A 32 kg child puts a 15 kg box into a 12 kg wagon. The child then pulls horizontally on the wagon with a force of 65 N. if the box does not move relative to the wagon, what is the static friction force on the box?
Fap - Fs = 0,
65 - Fs = 0
Fs = 65 N. = Force of static friction.
fx=22cos35...18n
MY BAD WRONG QUESTION
To find the static friction force on the box, we need to first understand the concept of static friction.
Static friction is the force that opposes the motion between two surfaces that are in contact with each other but are not moving relative to each other. It keeps the object at rest until an external force is applied to overcome it.
In this scenario, the box is not moving relative to the wagon. This implies that the force applied by the child is balanced by the static friction force applied by the wagon on the box.
To calculate the static friction force, we can use the equation:
Fs = μs * N
where Fs is the static friction force, μs is the coefficient of static friction, and N is the normal force.

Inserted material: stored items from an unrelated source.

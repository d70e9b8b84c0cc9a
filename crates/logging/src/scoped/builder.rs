use std::sync::Arc;

use super::{Handles, ScopedLogger};
use crate::diagnostics::Diagnostics;
use crate::levels::{Level, LevelMask, Severity};
use crate::writer::Writer;

/// Error returned by [`ScopedLoggerBuilder::build`].
#[derive(Clone, Copy, Debug, PartialEq, Eq, thiserror::Error)]
pub enum BuildError {
    /// No writer was bound for the named severity.
    #[error("no writer bound for {0} records")]
    MissingHandle(Severity),
}

/// Accumulates a [`ScopedLogger`]'s configuration.
///
/// All five severity handles must be bound before [`build`](Self::build)
/// succeeds. Binding the trace handle also enables `TRACE` in the level
/// mask, which turns on mirroring of every accepted record to that handle.
#[derive(Default)]
#[must_use]
pub struct ScopedLoggerBuilder {
    scope: String,
    level: LevelMask,
    trace: Option<Arc<dyn Writer>>,
    debug: Option<Arc<dyn Writer>>,
    info: Option<Arc<dyn Writer>>,
    warn: Option<Arc<dyn Writer>>,
    error: Option<Arc<dyn Writer>>,
    diagnostics: Diagnostics,
}

impl ScopedLoggerBuilder {
    pub(super) fn new(scope: impl Into<String>) -> Self {
        Self {
            scope: scope.into(),
            ..Self::default()
        }
    }

    /// Sets the level mask. `TRACE` is added back at build time when a trace
    /// handle is bound.
    pub fn level(mut self, mask: LevelMask) -> Self {
        self.level = mask;
        self
    }

    /// Binds the trace handle.
    pub fn trace(mut self, writer: Arc<dyn Writer>) -> Self {
        self.trace = Some(writer);
        self
    }

    /// Binds the debug handle.
    pub fn debug(mut self, writer: Arc<dyn Writer>) -> Self {
        self.debug = Some(writer);
        self
    }

    /// Binds the info handle.
    pub fn info(mut self, writer: Arc<dyn Writer>) -> Self {
        self.info = Some(writer);
        self
    }

    /// Binds the warn handle.
    pub fn warn(mut self, writer: Arc<dyn Writer>) -> Self {
        self.warn = Some(writer);
        self
    }

    /// Binds the error handle.
    pub fn error(mut self, writer: Arc<dyn Writer>) -> Self {
        self.error = Some(writer);
        self
    }

    /// Selects where write failures are reported. Defaults to
    /// [`Diagnostics::Shared`].
    pub fn diagnostics(mut self, diagnostics: Diagnostics) -> Self {
        self.diagnostics = diagnostics;
        self
    }

    /// Validates the configuration and builds the logger.
    ///
    /// # Errors
    ///
    /// Returns [`BuildError::MissingHandle`] naming the first severity,
    /// least significant first, that has no writer.
    pub fn build(self) -> Result<ScopedLogger, BuildError> {
        use BuildError::MissingHandle;

        let trace = self.trace.ok_or(MissingHandle(Severity::Trace))?;
        let debug = self.debug.ok_or(MissingHandle(Severity::Debug))?;
        let info = self.info.ok_or(MissingHandle(Severity::Info))?;
        let warn = self.warn.ok_or(MissingHandle(Severity::Warn))?;
        let error = self.error.ok_or(MissingHandle(Severity::Error))?;

        Ok(ScopedLogger::from_parts(
            self.scope,
            self.level.with(Level::TRACE),
            Handles {
                trace,
                debug,
                info,
                warn,
                error,
            },
            self.diagnostics,
        ))
    }
}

In this case, the normal force (N) acting on the box is equal to the weight of the wagon plus the weight of the box. The weight is calculated by multiplying the mass (m) by the acceleration due to gravity (g).
N = (m_wagon + m_box) * g
where m_wagon is the mass of the wagon, m_box is the mass of the box, and g is the acceleration due to gravity (approximately 9.8 m/s^2).
N = (12 kg + 15 kg) * 9.8 m/s^2
= 27 kg * 9.8 m/s^2
≈ 264.6 N
Now, to find the coefficient of static friction (μs), we can rearrange the equation as:
Fs = μs * N
μs = Fs / N
Since the static friction force (Fs) is equal to the force applied by the child of 65 N, we can substitute the values into the equation:
μs = 65 N / 264.6 N
≈ 0.245
Therefore, the static friction force on the box is approximately 0.245 times the normal force:
Fs = 0.245 * 264.6 N
≈ 64.8 N
So, the static friction force on the box is approximately 64.8 N.